**RECORDS TO USE**
########

//! Payment intent resolution for freshly created or updated subscriptions
//!
//! With deferred payment the provider attaches a payment intent to the
//! subscription's latest invoice asynchronously. We poll the invoice a fixed
//! number of times, then fall back to the intent ref embedded on the
//! subscription object itself.

use std::sync::Arc;

use tokio_util::sync::CancellationToken;

use crate::error::{BillingError, BillingResult};
use crate::gateway::{ProviderGateway, ProviderPaymentIntent, ProviderSubscription};
use crate::retry::{RetryOutcome, RetryPolicy};

pub struct PaymentConfirmationResolver {
    gateway: Arc<dyn ProviderGateway>,
    policy: RetryPolicy,
    cancel: CancellationToken,
}

impl PaymentConfirmationResolver {
    pub fn new(gateway: Arc<dyn ProviderGateway>, policy: RetryPolicy, cancel: CancellationToken) -> Self {
        Self {
            gateway,
            policy,
            cancel,
        }
    }

    pub async fn resolve(
        &self,
        subscription: &ProviderSubscription,
    ) -> BillingResult<ProviderPaymentIntent> {
        if let Some(invoice_ref) = subscription.latest_invoice_ref.as_deref() {
            match self
                .policy
                .run(&self.cancel, || self.from_invoice(invoice_ref), |_| true)
                .await
            {
                RetryOutcome::Succeeded(intent) => return Ok(intent),
                RetryOutcome::Exhausted(e) | RetryOutcome::Aborted(e) => {
                    tracing::warn!(
                        subscription_ref = %subscription.id,
                        invoice_ref = %invoice_ref,
                        attempts = self.policy.max_attempts,
                        error = %e,
                        "Invoice never exposed a payment intent, trying subscription fallback"
                    );
                }
                RetryOutcome::Cancelled => {
                    tracing::info!(
                        subscription_ref = %subscription.id,
                        "Payment intent lookup cancelled, trying subscription fallback"
                    );
                }
            }
        }

        match subscription.embedded_payment_intent_ref.as_deref() {
            Some(payment_intent_ref) => {
                tracing::info!(
                    subscription_ref = %subscription.id,
                    payment_intent_ref = %payment_intent_ref,
                    "Resolved payment intent from subscription fallback"
                );
                self.gateway.retrieve_payment_intent(payment_intent_ref).await
            }
            None => Err(BillingError::DependencyUnavailable(
                "subscription creation did not complete properly".to_string(),
            )),
        }
    }

    async fn from_invoice(&self, invoice_ref: &str) -> BillingResult<ProviderPaymentIntent> {
        let invoice = self.gateway.retrieve_invoice(invoice_ref).await?;
        match invoice.payment_intent_ref {
            Some(payment_intent_ref) => self.gateway.retrieve_payment_intent(&payment_intent_ref).await,
            None => Err(BillingError::DependencyUnavailable(format!(
                "invoice {} has no payment intent yet",
                invoice_ref
            ))),
        }
    }
}
//! Test doubles for the provider gateway
//!
//! `MockGateway` keeps a tiny in-process model of the provider: customers,
//! subscriptions, invoices and payment intents. Tests script it to reproduce
//! the slow or partial responses the engine has to cope with.

use std::collections::{HashMap, VecDeque};
use std::sync::Mutex;

use async_trait::async_trait;
use rust_decimal::Decimal;
use time::OffsetDateTime;

use crate::error::{BillingError, BillingResult};
use crate::gateway::{
    CancelSubscriptionRequest, CreatePaymentIntentRequest, CreateSubscriptionRequest,
    EnsureCustomerRequest, InvoiceStatus, ProrationBehavior, ProviderGateway, ProviderInvoice,
    ProviderPaymentIntent, ProviderRefund, ProviderSubscription, ProviderSubscriptionStatus,
    RefundRequest, UpdateSubscriptionRequest,
};
use crate::models::PaymentIntentStatus;

#[derive(Default)]
struct MockState {
    counter: u64,
    customers: Vec<String>,
    subscriptions: HashMap<String, ProviderSubscription>,
    invoices: HashMap<String, ProviderInvoice>,
    intents: HashMap<String, ProviderPaymentIntent>,
    prices: HashMap<String, Decimal>,
    refunds: Vec<RefundRequest>,
    calls: Vec<String>,
    failures: HashMap<String, VecDeque<BillingError>>,
    /// Invoice lookups per invoice before its payment intent becomes visible
    invoice_intent_delay: usize,
    invoice_lookups: HashMap<String, usize>,
    embed_payment_intent: bool,
    omit_period_end: bool,
    idempotency_keys: Vec<String>,
}

pub struct MockGateway {
    state: Mutex<MockState>,
}

impl Default for MockGateway {
    fn default() -> Self {
        Self::new()
    }
}

impl MockGateway {
    pub fn new() -> Self {
        Self {
            state: Mutex::new(MockState {
                embed_payment_intent: true,
                ..Default::default()
            }),
        }
    }

    fn lock(&self) -> std::sync::MutexGuard<'_, MockState> {
        self.state.lock().unwrap_or_else(|e| e.into_inner())
    }

    /// Register the amount billed for a price ref
    pub fn set_price(&self, price_ref: &str, amount: Decimal) {
        self.lock().prices.insert(price_ref.to_string(), amount);
    }

    /// Make the next `times` calls to `operation` fail with `error`
    pub fn fail_next(&self, operation: &str, times: usize, error: BillingError) {
        let mut state = self.lock();
        let queue = state.failures.entry(operation.to_string()).or_default();
        for _ in 0..times {
            queue.push_back(error.clone());
        }
    }

    /// Number of invoice lookups that return no payment intent ref; `usize::MAX` = never
    pub fn set_invoice_intent_delay(&self, lookups: usize) {
        self.lock().invoice_intent_delay = lookups;
    }

    pub fn set_embed_payment_intent(&self, embed: bool) {
        self.lock().embed_payment_intent = embed;
    }

    pub fn set_omit_period_end(&self, omit: bool) {
        self.lock().omit_period_end = omit;
    }

    pub fn set_payment_intent_status(&self, payment_intent_ref: &str, status: PaymentIntentStatus) {
        if let Some(intent) = self.lock().intents.get_mut(payment_intent_ref) {
            intent.status = status;
        }
    }

    pub fn set_invoice_status(&self, invoice_ref: &str, status: InvoiceStatus) {
        if let Some(invoice) = self.lock().invoices.get_mut(invoice_ref) {
            invoice.status = status;
        }
    }

    pub fn set_subscription_status(&self, subscription_ref: &str, status: ProviderSubscriptionStatus) {
        if let Some(sub) = self.lock().subscriptions.get_mut(subscription_ref) {
            sub.status = status;
        }
    }

    /// Seed a live, fully paid provider subscription
    pub fn seed_active_subscription(&self, customer_ref: &str, price_ref: &str) -> ProviderSubscription {
        let mut state = self.lock();
        state.customers.push(customer_ref.to_string());
        let n = next_id(&mut state);
        let invoice_id = format!("in_mock_{}", n);
        let amount = state.prices.get(price_ref).copied().unwrap_or(Decimal::ZERO);
        state.invoices.insert(
            invoice_id.clone(),
            ProviderInvoice {
                id: invoice_id.clone(),
                status: InvoiceStatus::Paid,
                payment_intent_ref: None,
                amount_due: amount,
                currency: "usd".to_string(),
            },
        );
        let sub = ProviderSubscription {
            id: format!("sub_mock_{}", n),
            customer_ref: customer_ref.to_string(),
            status: ProviderSubscriptionStatus::Active,
            price_ref: Some(price_ref.to_string()),
            current_period_end: period_end(&state),
            cancel_at_period_end: false,
            latest_invoice_ref: Some(invoice_id),
            embedded_payment_intent_ref: None,
        };
        state.subscriptions.insert(sub.id.clone(), sub.clone());
        sub
    }

    pub fn subscription(&self, subscription_ref: &str) -> Option<ProviderSubscription> {
        self.lock().subscriptions.get(subscription_ref).cloned()
    }

    pub fn invoice(&self, invoice_ref: &str) -> Option<ProviderInvoice> {
        self.lock().invoices.get(invoice_ref).cloned()
    }

    pub fn refunds(&self) -> Vec<RefundRequest> {
        self.lock().refunds.clone()
    }

    pub fn customers(&self) -> Vec<String> {
        self.lock().customers.clone()
    }

    pub fn idempotency_keys(&self) -> Vec<String> {
        self.lock().idempotency_keys.clone()
    }

    pub fn call_count(&self, operation: &str) -> usize {
        self.lock().calls.iter().filter(|c| c.as_str() == operation).count()
    }

    pub fn calls(&self) -> Vec<String> {
        self.lock().calls.clone()
    }

    /// Record the call and pop a scripted failure if one is queued
    fn enter(&self, operation: &str) -> BillingResult<std::sync::MutexGuard<'_, MockState>> {
        let mut state = self.lock();
        state.calls.push(operation.to_string());
        if let Some(err) = state
            .failures
            .get_mut(operation)
            .and_then(|queue| queue.pop_front())
        {
            return Err(err);
        }
        Ok(state)
    }
}

fn next_id(state: &mut MockState) -> u64 {
    state.counter += 1;
    state.counter
}

fn period_end(state: &MockState) -> Option<OffsetDateTime> {
    if state.omit_period_end {
        None
    } else {
        Some(OffsetDateTime::now_utc() + time::Duration::days(30))
    }
}

/// Open invoice plus an unconfirmed payment intent for `amount`
fn open_invoice(state: &mut MockState, customer_ref: &str, amount: Decimal) -> (String, String) {
    let n = next_id(state);
    let invoice_id = format!("in_mock_{}", n);
    let intent_id = format!("pi_mock_{}", n);
    state.intents.insert(
        intent_id.clone(),
        ProviderPaymentIntent {
            id: intent_id.clone(),
            amount,
            currency: "usd".to_string(),
            status: PaymentIntentStatus::RequiresPaymentMethod,
            client_secret: Some(format!("{}_secret", intent_id)),
            payment_method_ref: None,
            customer_ref: Some(customer_ref.to_string()),
        },
    );
    state.invoices.insert(
        invoice_id.clone(),
        ProviderInvoice {
            id: invoice_id.clone(),
            status: InvoiceStatus::Open,
            payment_intent_ref: Some(intent_id.clone()),
            amount_due: amount,
            currency: "usd".to_string(),
        },
    );
    (invoice_id, intent_id)
}

fn missing(kind: &str, id: &str) -> BillingError {
    BillingError::ProviderError(format!("No such {}: '{}'", kind, id))
}

#[async_trait]
impl ProviderGateway for MockGateway {
    async fn ensure_customer(&self, request: &EnsureCustomerRequest) -> BillingResult<String> {
        let mut state = self.enter("ensure_customer")?;
        state.idempotency_keys.push(request.idempotency_key.clone());
        if let Some(existing) = &request.existing_customer_ref {
            if state.customers.contains(existing) {
                return Ok(existing.clone());
            }
        }
        let id = format!("cus_mock_{}", next_id(&mut state));
        state.customers.push(id.clone());
        Ok(id)
    }

    async fn create_subscription(
        &self,
        request: &CreateSubscriptionRequest,
    ) -> BillingResult<ProviderSubscription> {
        let mut state = self.enter("create_subscription")?;
        state.idempotency_keys.push(request.idempotency_key.clone());
        let amount = state
            .prices
            .get(&request.price_ref)
            .copied()
            .ok_or_else(|| missing("price", &request.price_ref))?;
        let (invoice_id, intent_id) = open_invoice(&mut state, &request.customer_ref, amount);
        let sub = ProviderSubscription {
            id: format!("sub_mock_{}", next_id(&mut state)),
            customer_ref: request.customer_ref.clone(),
            status: ProviderSubscriptionStatus::Incomplete,
            price_ref: Some(request.price_ref.clone()),
            current_period_end: period_end(&state),
            cancel_at_period_end: false,
            latest_invoice_ref: Some(invoice_id),
            embedded_payment_intent_ref: state.embed_payment_intent.then_some(intent_id),
        };
        state.subscriptions.insert(sub.id.clone(), sub.clone());
        Ok(sub)
    }

    async fn update_subscription(
        &self,
        subscription_ref: &str,
        request: &UpdateSubscriptionRequest,
    ) -> BillingResult<ProviderSubscription> {
        let mut state = self.enter("update_subscription")?;
        let mut sub = state
            .subscriptions
            .get(subscription_ref)
            .cloned()
            .ok_or_else(|| missing("subscription", subscription_ref))?;

        if let Some(price_ref) = &request.price_ref {
            let amount = state
                .prices
                .get(price_ref)
                .copied()
                .ok_or_else(|| missing("price", price_ref))?;
            sub.price_ref = Some(price_ref.clone());
            if request.proration == Some(ProrationBehavior::AlwaysInvoice) {
                let (invoice_id, intent_id) = open_invoice(&mut state, &sub.customer_ref, amount);
                sub.latest_invoice_ref = Some(invoice_id);
                sub.embedded_payment_intent_ref = state.embed_payment_intent.then_some(intent_id);
            }
        }
        if let Some(cancel) = request.cancel_at_period_end {
            sub.cancel_at_period_end = cancel;
        }
        sub.current_period_end = sub.current_period_end.or_else(|| period_end(&state));
        if state.omit_period_end {
            sub.current_period_end = None;
        }
        state.subscriptions.insert(sub.id.clone(), sub.clone());
        Ok(sub)
    }

    async fn cancel_subscription(
        &self,
        subscription_ref: &str,
        _request: &CancelSubscriptionRequest,
    ) -> BillingResult<ProviderSubscription> {
        let mut state = self.enter("cancel_subscription")?;
        let sub = state
            .subscriptions
            .get_mut(subscription_ref)
            .ok_or_else(|| missing("subscription", subscription_ref))?;
        sub.status = ProviderSubscriptionStatus::Canceled;
        sub.cancel_at_period_end = false;
        Ok(sub.clone())
    }

    async fn retrieve_subscription(
        &self,
        subscription_ref: &str,
    ) -> BillingResult<ProviderSubscription> {
        let state = self.enter("retrieve_subscription")?;
        state
            .subscriptions
            .get(subscription_ref)
            .cloned()
            .ok_or_else(|| missing("subscription", subscription_ref))
    }

    async fn create_payment_intent(
        &self,
        request: &CreatePaymentIntentRequest,
    ) -> BillingResult<ProviderPaymentIntent> {
        let mut state = self.enter("create_payment_intent")?;
        state.idempotency_keys.push(request.idempotency_key.clone());
        let id = format!("pi_mock_{}", next_id(&mut state));
        let intent = ProviderPaymentIntent {
            id: id.clone(),
            amount: request.amount,
            currency: request.currency.clone(),
            status: PaymentIntentStatus::RequiresConfirmation,
            client_secret: Some(format!("{}_secret", id)),
            payment_method_ref: request.payment_method_ref.clone(),
            customer_ref: Some(request.customer_ref.clone()),
        };
        state.intents.insert(id, intent.clone());
        Ok(intent)
    }

    async fn retrieve_payment_intent(
        &self,
        payment_intent_ref: &str,
    ) -> BillingResult<ProviderPaymentIntent> {
        let state = self.enter("retrieve_payment_intent")?;
        state
            .intents
            .get(payment_intent_ref)
            .cloned()
            .ok_or_else(|| missing("payment_intent", payment_intent_ref))
    }

    async fn retrieve_invoice(&self, invoice_ref: &str) -> BillingResult<ProviderInvoice> {
        let mut state = self.enter("retrieve_invoice")?;
        let delay = state.invoice_intent_delay;
        let lookups = {
            let counter = state.invoice_lookups.entry(invoice_ref.to_string()).or_insert(0);
            *counter += 1;
            *counter
        };
        let mut invoice = state
            .invoices
            .get(invoice_ref)
            .cloned()
            .ok_or_else(|| missing("invoice", invoice_ref))?;
        if lookups <= delay {
            invoice.payment_intent_ref = None;
        }
        Ok(invoice)
    }

    async fn pay_invoice(
        &self,
        invoice_ref: &str,
        _payment_method_ref: Option<&str>,
        idempotency_key: &str,
    ) -> BillingResult<ProviderInvoice> {
        let mut state = self.enter("pay_invoice")?;
        state.idempotency_keys.push(idempotency_key.to_string());
        let invoice = state
            .invoices
            .get_mut(invoice_ref)
            .ok_or_else(|| missing("invoice", invoice_ref))?;
        invoice.status = InvoiceStatus::Paid;
        Ok(invoice.clone())
    }

    async fn mark_invoice_paid_out_of_band(
        &self,
        invoice_ref: &str,
        idempotency_key: &str,
    ) -> BillingResult<ProviderInvoice> {
        let mut state = self.enter("mark_invoice_paid_out_of_band")?;
        state.idempotency_keys.push(idempotency_key.to_string());
        let invoice = state
            .invoices
            .get_mut(invoice_ref)
            .ok_or_else(|| missing("invoice", invoice_ref))?;
        invoice.status = InvoiceStatus::Paid;
        Ok(invoice.clone())
    }

    async fn finalize_invoice(
        &self,
        invoice_ref: &str,
        idempotency_key: &str,
    ) -> BillingResult<ProviderInvoice> {
        let mut state = self.enter("finalize_invoice")?;
        state.idempotency_keys.push(idempotency_key.to_string());
        let invoice = state
            .invoices
            .get_mut(invoice_ref)
            .ok_or_else(|| missing("invoice", invoice_ref))?;
        if invoice.status == InvoiceStatus::Draft {
            invoice.status = InvoiceStatus::Open;
        }
        Ok(invoice.clone())
    }

    async fn refund(&self, request: &RefundRequest) -> BillingResult<ProviderRefund> {
        let mut state = self.enter("refund")?;
        state.refunds.push(request.clone());
        Ok(ProviderRefund {
            id: format!("re_mock_{}", next_id(&mut state)),
            amount: request.amount,
            status: "succeeded".to_string(),
        })
    }
}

########

Whenever "currency" shows up in a line of the listing, copy that whole line.

**ANSWER BOX**
                currency: "usd".to_string(),
            currency: "usd".to_string(),
            currency: "usd".to_string(),
            currency: request.currency.clone(),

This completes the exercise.